Notre Dame’s Brian Kelly talks Irish roots, pride, adversity
Exclusive interview 'We are in it for the long haul'
Kelly knows what adversity is like. His wife Paqui has battled breast cancer and has undergone a double mastectomy. It is a battle she and he are committed to winning, not just for their three kids, but also for American women everywhere. They have established a foundation to raise millions for the cause. So Brian Kelly knows it is about far more than X’s and O’s and where the next spread formation comes from.
But he’s also a college coach in the best or worst job in the nation. The will to win and desire are evident. He will tolerate nothing less.
Born in Chelsea, Massachusetts, Kelly was a linebacker at Assumption College, where he graduated with a degree in political science in
1983. His father Paul was a politician – a Boston alderman – and Kelly could have followed in his father’s footsteps, but football was his
true passion and after a run at working in Democratic party politics, he was back at Assumption as a linebacker coach and defense
In the following years, at Valley State (1991-2003), Central Michigan University (2004-06), and University of Cincinnati (2006-09), Kelly
developed a reputation for building winning teams. We began our conversation by talking about the win over Pittsburgh the day before.
Despite the victory, Kelly is quick to say that the team is a work in progress.
Coach Kelly: We are in it for the long haul. We are in it to build it
and sustain it for many years. So these are just short steps along the
way. I knew when I got into this business – that when
18-to-21-year-olds were going to decide whether I could pay my
mortgage – I already knew I was crazy. So from there it makes it
easier, as long as you start with that perspective. The big picture is
that you’re developing a program, and when you’re building a
successful business or organization, you don’t measure it by what
happens at the end of the month, you measure it by where you’re moving
to over the long term, and that’s really the perspective that I have.
Niall O’Dowd: An Irish coach and Notre Dame is a pretty
good mix. What’s the heritage – how far back do you go?

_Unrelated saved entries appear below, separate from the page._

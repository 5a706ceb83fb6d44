//! Error types for the emotion engine.
//!
//! Classification and trend queries are total, so errors only arise at the
//! edges: text that fails the API-boundary precondition, catalog authoring
//! mistakes, and configuration files.

/// Errors raised by the emotion engine.
#[derive(Debug, thiserror::Error)]
pub enum EmotionError {
    /// Input rejected at the API boundary (not text, unknown category name).
    #[error("invalid input: {0}")]
    InvalidInput(String),

    /// Pattern catalog authoring error.
    #[error("catalog error: {0}")]
    Catalog(String),

    /// Configuration error.
    #[error("config error: {0}")]
    Config(String),

    /// I/O error.
    #[error("I/O error: {0}")]
    Io(#[from] std::io::Error),
}

/// Convenience result type.
pub type Result<T> = std::result::Result<T, EmotionError>;
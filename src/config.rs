//! Configuration types for the emotion engine.

use serde::{Deserialize, Serialize};

use crate::error::{EmotionError, Result};

/// Top-level configuration.
#[derive(Debug, Clone, Default, PartialEq, Eq, Serialize, Deserialize)]
#[serde(default)]
pub struct EmotionConfig {
    /// Mood trend tracking settings.
    pub trend: TrendConfig,
}

/// Trend tracker configuration.
#[derive(Debug, Clone, PartialEq, Eq, Serialize, Deserialize)]
#[serde(default)]
pub struct TrendConfig {
    /// Maximum number of results kept; the oldest is evicted first.
    pub capacity: usize,
    /// Consecutive negative results that count as sustained stress.
    pub stress_window: usize,
    /// Recent results without positive signal that call for a boost.
    pub boost_window: usize,
    /// Minimum history length before a dominant trend is reported.
    pub dominant_min_entries: usize,
}

impl Default for TrendConfig {
    fn default() -> Self {
        Self {
            capacity: 10,
            stress_window: 3,
            boost_window: 4,
            dominant_min_entries: 2,
        }
    }
}

impl TrendConfig {
    /// Validates this configuration, returning an error if any field is invalid.
    ///
    /// Checks:
    /// - `capacity` must be greater than 0
    /// - every window must be greater than 0 and at most `capacity`
    pub fn validate(&self) -> Result<()> {
        if self.capacity == 0 {
            return Err(EmotionError::Config(
                "capacity must be greater than 0".into(),
            ));
        }
        for (name, value) in [
            ("stress_window", self.stress_window),
            ("boost_window", self.boost_window),
            ("dominant_min_entries", self.dominant_min_entries),
        ] {
            if value == 0 {
                return Err(EmotionError::Config(format!(
                    "{name} must be greater than 0"
                )));
            }
            if value > self.capacity {
                return Err(EmotionError::Config(format!(
                    "{name} ({value}) must not exceed capacity ({})",
                    self.capacity
                )));
            }
        }
        Ok(())
    }
}

impl EmotionConfig {
    /// Validates every section.
    pub fn validate(&self) -> Result<()> {
        self.trend.validate()
    }

    /// Parse and validate configuration from TOML text. Missing fields use defaults.
    ///
    /// # Errors
    ///
    /// Returns [`EmotionError::Config`] if the text cannot be parsed or fails validation.
    pub fn from_toml_str(content: &str) -> Result<Self> {
        let config: Self =
            toml::from_str(content).map_err(|e| EmotionError::Config(e.to_string()))?;
        config.validate()?;
        Ok(config)
    }

    /// Load configuration from a TOML file, falling back to defaults for missing fields.
    ///
    /// # Errors
    ///
    /// Returns an error if the file cannot be read, parsed, or validated.
    pub fn from_file(path: &std::path::Path) -> Result<Self> {
        let content = std::fs::read_to_string(path)?;
        Self::from_toml_str(&content)
    }

    /// Save configuration to a TOML file, creating parent directories as needed.
    ///
    /// # Errors
    ///
    /// Returns an error if serialization or the write fails.
    pub fn save_to_file(&self, path: &std::path::Path) -> Result<()> {
        if let Some(parent) = path.parent() {
            std::fs::create_dir_all(parent)?;
        }
        let content =
            toml::to_string_pretty(self).map_err(|e| EmotionError::Config(e.to_string()))?;
        std::fs::write(path, content)?;
        Ok(())
    }
}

KELLY: My great-grandparents were from Ireland. My grandfather was a Boston
cop for 35 years, and my first introduction to Irish culture was
talking to him about the where the term Paddy Wagon came from. We
lived in Chelsea, Massachusetts, which was a naval pier town where all
the Navy guys would come in and they’d have some beers and then the
police would be called in to round them up. They [the police] drove an
open-air police truck and it was so cold at night that the guys who
drove it had to have a little Irish Paddy [whiskey] to stay warm and
that’s why they called it the Paddy Wagon. Whether it’s true or not, I
have no idea. But it’s a good story, and that’s why I tell it.
We have a family name that has an Irish story to it as well. My
youngest son is Kenzel Kelly, and we got that from my
great-grandparents. When they came over from Ireland and they were
traveling through downtown New York as the Passion Play [depicting the
passion of Jesus Christ: his trial, suffering and death] was being put
on. It was directed by a Father Kenzel and they liked that name. So my
grandfather was [christened] Kenzel and my dad is Paul Kenzel and the
last chance at keeping a Kenzel in the family was when my youngest boy
was born; my dad bribed my wife, who wasn’t a big Kenzel fan, and
said, listen, if you go with Kenzel and keep the name alive, you get
the house on the Cape. So the name Kenzel is still alive.